Vamos relembrar o perturbador jogo de suspense que criou um dos experimentos mais incríveis que eu já vi em um videogame.
Fique um pouco e escute…
A primeira coisa a ressaltar sobre Moirai é a sua estética, imediatamente chamativa. Para quem é fã de histórias de terror sobre jogos perdidos, sabe que elas costumam girar em torno de jogos antigos. Afinal, não existe ambiente melhor para o medo do que um jogo datado, e isso não poderia ser mais óbvio.
Para quem cresceu em uma época onde a internet não era o gigante que é hoje, uma época onde nós liamos detonados para completar os jogos, tudo parecia mais mágico, não é? Mágico, e também mais misterioso. Mais opressor. E a estética de videogame de PC dos anos 90 de Moirai evoca exatamente isso: evoca o mistério, o medo e o suspense, tudo isso enquanto mistura com o gosto de uma infância que se foi há muito tempo.
Moirai começa com uma premissa simples: você é um morador de uma pequena vila, e uma mulher sumiu. Julia é seu nome. Logo, cabe a você ir nas cavernas e descobrir o que aconteceu, e esse é o grande foco do jogo. Por enquanto, na vila, você pode conversar com as crianças e outras pessoas, além do próprio padre da vila. Cada uma delas dá uma visão sobre a pobre mulher desaparecida, e outros detalhes interessantes.
“Julia perdeu seu filho na caverna logo após perder o marido. Pobre Julia.”
“Minhas preces para a pobre Julia. Faz um ano desde que seu marido faleceu […] Ela deve estar de luto, você poderia visita-la na sua casa?”
“Eu escutei que há ouro na caverna, mas tenho muito medo de entrar.”
“Eles dizem que tem um pequeno garoto que te assombra no ombro.”
Para o desconhecido
Explorando um pouco os arredores da vila, encontramos o lenhador. De acordo com ele, ele e seu irmão estavam cortando madeira quando escutaram gritos vindo da caverna próxima. Ele lhe entrega uma lanterna, e você finalmente entra na caverna.
Caminhando ao desconhecido, você encontra o irmão. Ele lhe avisa que talvez seja perigoso seguir, e que lhe entrega uma faca. Afinal, é melhor prevenir do que remediar, certo? E assim, o protagonista segue na caverna. A partir daí, você tem três caminhos possíveis. Um deles leva para uma área fechada, com o esqueleto decomposto do que parece ser uma criança morta. Próximo do cadáver, há um buraco com algo brilhante dentro… Mas fora do seu alcance.

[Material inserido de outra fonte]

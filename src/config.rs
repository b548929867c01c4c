//! # Configuration Management Module
//!
//! Questo modulo gestisce la configurazione della pipeline.
//!
//! ## Responsabilità:
//! - Definisce la struct `Config` con tutti i parametri del job
//! - Fornisce validazione dei parametri di input
//! - Supporta caricamento/salvataggio da/verso file JSON
//! - Fornisce valori di default sensati per tutti i parametri
//!
//! ## Parametri di configurazione:
//! - `quality`: Qualità JPEG dei derivati (1-100, default: 80)
//! - `target_savings`: Risparmio richiesto (0.0-1.0); se presente sostituisce `quality`
//! - `upload_latency_ms`: Latenza del trasporto simulato (default: 600)
//! - `upload_timeout_secs`: Timeout dell'upload (default: 30)
//! - `upload_retries`: Tentativi extra del trasporto prima del fallimento (default: 0)
//! - `retry_backoff_ms`: Attesa tra un tentativo e l'altro (default: 250)
//! - `output_path`: Directory dove scrivere i derivati (default: None)
//! - `json_output`: Snapshot come JSON lines su stdout (default: false)
//!
//! ## Esempio:
//! ```rust
//! use autoscale_pipeline::Config;
//!
//! let config = Config {
//!     quality: 85,
//!     upload_retries: 2,
//!     ..Default::default()
//! };
//! config.validate().unwrap();
//! ```

use crate::stats::quality_for_savings;
use anyhow::Result;
use serde::{Deserialize, Serialize};
use std::path::{Path, PathBuf};
use std::time::Duration;

/// Configuration for one pipeline run
#[derive(Debug, Clone, Serialize, Deserialize)]
#[serde(default)]
pub struct Config {
    /// JPEG quality of the derivatives (1-100)
    pub quality: u8,
    /// Requested savings fraction; overrides `quality` when set
    pub target_savings: Option<f64>,
    /// Latency of the simulated upload
    pub upload_latency_ms: u64,
    /// Upper bound for a single upload attempt
    pub upload_timeout_secs: u64,
    /// Extra upload attempts before reporting a transport failure
    pub upload_retries: u32,
    /// Pause between upload attempts
    pub retry_backoff_ms: u64,
    /// Directory where derivatives are written (None = don't write)
    pub output_path: Option<PathBuf>,
    /// Output snapshots as JSON for programmatic use
    pub json_output: bool,
}

impl Default for Config {
    fn default() -> Self {
        Self {
            quality: 80,
            target_savings: None,
            upload_latency_ms: 600,
            upload_timeout_secs: 30,
            upload_retries: 0,
            retry_backoff_ms: 250,
            output_path: None,
            json_output: false,
        }
    }
}

impl Config {
    /// Validate configuration parameters
    pub fn validate(&self) -> Result<()> {
        if self.quality == 0 || self.quality > 100 {
            return Err(anyhow::anyhow!("Quality must be between 1 and 100"));
        }

        if let Some(target) = self.target_savings {
            if !(0.0..=1.0).contains(&target) {
                return Err(anyhow::anyhow!("Target savings must be between 0.0 and 1.0"));
            }
        }

        if self.upload_timeout_secs == 0 {
            return Err(anyhow::anyhow!("Upload timeout must be greater than 0"));
        }

        if let Some(ref output_path) = self.output_path {
            if output_path.exists() && !output_path.is_dir() {
                return Err(anyhow::anyhow!("Output path is not a directory: {}", output_path.display()));
            }
        }

        Ok(())
    }

    /// Quality handed to the engine, derived from `target_savings` when set
    pub fn effective_quality(&self) -> u8 {
        match self.target_savings {
            Some(target) => quality_for_savings(target),
            None => self.quality,
        }
    }

    pub fn upload_latency(&self) -> Duration {
        Duration::from_millis(self.upload_latency_ms)
    }

    pub fn upload_timeout(&self) -> Duration {
        Duration::from_secs(self.upload_timeout_secs)
    }

    pub fn retry_backoff(&self) -> Duration {
        Duration::from_millis(self.retry_backoff_ms)
    }

    /// Default location: `~/.autoscale/config.json`
    pub fn default_path() -> Option<PathBuf> {
        dirs::home_dir().map(|home| home.join(".autoscale").join("config.json"))
    }

    /// Load configuration from file
    pub async fn from_file(path: &Path) -> Result<Self> {
        if !path.exists() {
            return Ok(Self::default());
        }

        let content = tokio::fs::read_to_string(path).await?;
        let config: Config = serde_json::from_str(&content)?;
        config.validate()?;
        Ok(config)
    }

    /// Save configuration to file
    pub async fn save_to_file(&self, path: &Path) -> Result<()> {
        if let Some(parent) = path.parent() {
            tokio::fs::create_dir_all(parent).await?;
        }
        let content = serde_json::to_string_pretty(self)?;
        tokio::fs::write(path, content).await?;
        Ok(())
    }
}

Outro caminho leva para outra área, cheia de marcações na parede, ferramentas que foram usadas para tais marcações, e um livro escrito “Fazendeiros.” Dentro há vários nomes diversos, algo que não vem ao caso no momento.
Um fazendeiro se aproxima…
Finalmente, seguindo pelo caminho principal, em meio á escuridão, uma figura sombria se aproxima. Com uma lanterna em mão, e uma faca na outra, um fazendeiro se aproxima, completamente coberto de sangue. O jogo então lhe oferece a possibilidade de fazer três perguntas.
Por que você tem sangue pelo corpo?
Por que você tem uma faca?
Eu escutei gritos, o que você fez?
As respostas para essas perguntas, por mais incrível que pareça, são irrelevantes no momento, mas vocês logo vão saber o que o tal fazendeiro respondeu. O que importa, é que após escutar o que ele tem a dizer, o jogo lhe oferece uma decisão.
Deixar o fazendeiro passar, ou mata-lo?
A decisão fica nas suas mãos, jogador.
Julia
Independente da sua decisão, o jogo continua. Após isso, o jogador continua nas cavernas até se deparar, no meio da escuridão, a visão do branco tingido de vermelho. Uma mulher deitada, ensanguentada e sangrando até a morte. Julia.
Julia explica sua história. Ela conta que veio até as cavernas para acabar com a própria vida. Seu marido, um minerador, encontrou uma pepita de ouro, e ela finalmente pensou que poderiam se aposentar. Mas por ganância, o marido não confiou na esposa com a pepita, e acabou a enterrando e enlouquecendo. Logo depois, o marido desapareceu. Pouco tempo depois, seu pequeno filho foi procura-lo. Mas ele se perdeu nas cavernas, e nunca mais foi visto.
“Mas ele nunca saiu da caverna. Eu fui procura-lo e não consegui encontrar. Agora é tarde demais. Eu não tenho ninguém.”
“Você vai me ajudar? Vai me ajudar a acabar com minha vida?”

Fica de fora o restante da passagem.